How long have you been wearing your locs?
My hair has always been naturally curly and it has never experienced harsh chemicals. In October, it will officially be five years since I’ve decided to lock my hair.
What made you want to start your locs?
After troubles and near academic failure during my freshman and sophomore years, I decided to lock my hair my junior year of high school as a representation of my spiritual and professional growth. It also served as a symbol of maturity and commitment to a newly found dedication that I would have with God and school. After this dedication, I finally became serious. I landed a 3.2 at the end of my high school career and was accepted into Pennsylvania State University. In the fall, I will be going into my senior year.
Describe to me the incident that occured with Six Flags, (what did they say to you, how did they tell you etc.)?
In search of a summer job, I decided to apply to Six Flags. A week later a service representative called to inform me of the Six Flags employee policy. As part of that policy, he informed me that Six Flags has a strict policy against any extreme hairstyles such as unnatural hair color, mohawks and dreadlocks. He later asked,”Do you have any objections to this policy?” I stated, “I do have an objection because I have dreadlocks.” He later asked if I would like to continue the interviewing process. I stated that I would like to, and he proceeded to inform me of the date for an interview.
My interview was scheduled for 4:00 p.m.; I arrived at 3:45. An hour later, the interviewee (a black woman with naturally curly hair) called me to a classroom. Immediately, she informed me again of the policy and asked if I would be willing to comply. I told her that I would not be able nor willing to comply since my hair is a representation of me and my lifestyle. She then notified me that I couldn’t continue the interviewing process since I would not be willing to comply with the policy. Without any comments or concerns, I departed.
When you were told that you could not be employed because of your locs how did it make you feel?
I did not understand this at all. As an engineering student, I realized that even if I possessed a brilliant idea for constructing a roller coaster, my ideas wouldn’t be acceptable because of my hair. I felt upset and confused; I wasn’t sure if they had to right to inflict these policies or if I had every right to feel how I was feeling. At some point, I even began questioning my own individuality.
Do you think discrimination of this kind will ever end? What do you hope your petition will achieve?

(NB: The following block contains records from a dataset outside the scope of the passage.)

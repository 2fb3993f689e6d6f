//! carbonindex-core: keeps an off-chain mirror of the CarbonSeal registry
//! consistent with the chain.
//!
//! # Architecture
//!
//! ```text
//! LifecycleController
//!     ├── Reconciler        (full re-pull, cursor, per-entity sync)
//!     ├── LiveListener      (chain events → per-entity handler lanes)
//!     ├── backstop timer    (periodic Reconciler::reconcile)
//!     ├── ChainReader       (trait; EVM impl in carbonindex-evm)
//!     └── MirrorStore       (trait; memory here, SQL in carbonindex-storage)
//! ```

pub mod chain;
pub mod cursor;
pub mod error;
pub mod handler;
pub mod indexer;
pub mod lifecycle;
pub mod listener;
pub mod reconciler;
pub mod store;
pub mod types;

#[cfg(test)]
pub(crate) mod testing;

pub use chain::{ChainEvent, ChainEventStream, ChainReader, EntityKey, EventKind, EventPayload};
pub use cursor::SyncCursor;
pub use error::IndexerError;
pub use handler::EventHandler;
pub use indexer::{GapPolicy, IndexerConfig, LifecycleState, ReconcileState};
pub use lifecycle::{HealthReport, LifecycleController};
pub use listener::{ListenerHandle, ListenerStats, LiveListener};
pub use reconciler::{ReadingOutcome, ReconcileOutcome, ReconcileReport, Reconciler};
pub use store::{MemoryMirrorStore, MirrorStore};
pub use types::{
    normalize_address, CarbonCredit, CarbonReading, EcosystemStats, Farm, FarmStats, Page,
    PageRequest, MAX_PAGE_LIMIT,
};

/// Unsigned 256-bit integer used for every on-chain quantity.
pub use alloy_primitives::U256;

I do not think discrimination of this kind will ever end because ignorance and stereotypes will always exist. With my petition however, I hope to increase awareness so that Six Flags will change this discriminating policy to create a better opportunity for everyone. With this petition, I hope that I can give other people the confidence and willpower to stand up for their rights. I want the nation to see that you can make a difference, all you need is a voice.